The runtime lib is Google's standard client @google-cloud/spanner. Though you can handcraft SQL queries, this CLI helps you prepare params and parse output with type-safe interfaces.

Examples can be found under test_data/generator/spanner. E.g., $ geneage test_data/generator/spanner/query, where test_data/generator/spanner/query.json is the input and test_data/generator/spanner/query.ts is the output.

The SQL syntax is exactly the same as documented by Spanner. You only need to spell out the types of params and output columns. Unfortunately, it's not capable of validating the SQL syntax or making sure the types you spelled out are matching your database's definition.

The supported types are string, bool, int53, float, timestamp, and bytes.

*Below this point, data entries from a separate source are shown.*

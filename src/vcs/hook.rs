//! Parsed webhook shapes: a tagged sum type standing in for the source's
//! "type switch" over platform payloads.

use crate::model::PullRequest;

/// The required hook event set: PR created/updated/reopened/edited, or
/// a comment whose normalized body equals the configured replan trigger.
/// Every other event is rejected by the adapter as `VcsError::InvalidType`
/// before it ever reaches this enum.
#[derive(Debug, Clone)]
pub enum HookEvent {
    PullRequestCreated,
    PullRequestUpdated,
    PullRequestReopened,
    PullRequestEdited,
    ReplanComment,
}

/// A webhook body, already verified and classified.
#[derive(Debug, Clone)]
pub struct ParsedHook {
    pub event: HookEvent,
    pub pull_request: PullRequest,
}

/// Normalize a comment body for replan-trigger comparison: trim whitespace,
/// case-insensitive.
#[must_use]
pub fn is_replan_comment(body: &str, trigger: &str) -> bool {
    body.trim().eq_ignore_ascii_case(trigger.trim())
}

#[cfg(test)]
mod tests {
    use super::*;

    #[test]
    fn replan_trigger_matches_case_and_whitespace_insensitively() {
        assert!(is_replan_comment("  /replan  ", "/replan"));
        assert!(is_replan_comment("/REPLAN", "/replan"));
        assert!(!is_replan_comment("please replan", "/replan"));
    }
}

Other types, including struct and array of array, are not supported. They are translated to Spanner and Nodejs types as the following.

  1. float maps to float64 in Spanner and number in JS/TS.
  2. timestamp maps to timestamp in Spanner and number in milliseconds in JS/TS.
  3. string and bool are the same in Spanner and JS/TS.
  4. bytes maps to bytes in Spanner and Nodejs Buffer in JS/TS.
  5. int53 maps to int64 in Spanner and number in JS/TS. By specifying int53, it means that you can guarantee the number stored won't exceed the max number in JS which is 2^53 - 1. int64 is left out here until bigint is better supported.

Service client & handler

There are two runtime libs, @selfage/web_service_client to be used in web browsers for calling to backend services via HTTP, and @selfage/service_handler to be used in backend servers for implementing HTTP service handlers.

Examples can be found under test_data/generator/service. E.g., $ geneage test_data/generator/service/service, test_data/generator/service/service.json is the input, and test_data/generator/service/service.ts, test_data/generator/service/client.ts, and test_data/generator/service/handler.ts are the output.

response can only be a message. body refers to the HTTP body in a request, and it can be either bytes or another message. Both response and body fields are required.

metadata will be encoded to URL query params, and auth will be added to headers, where keys are specified by their key fields, and values are encoded from their type field which can only be another message.

Other usage

The schema of a JSON definition file is an array of definition, where you can find more comprehensive documents and advanced fields.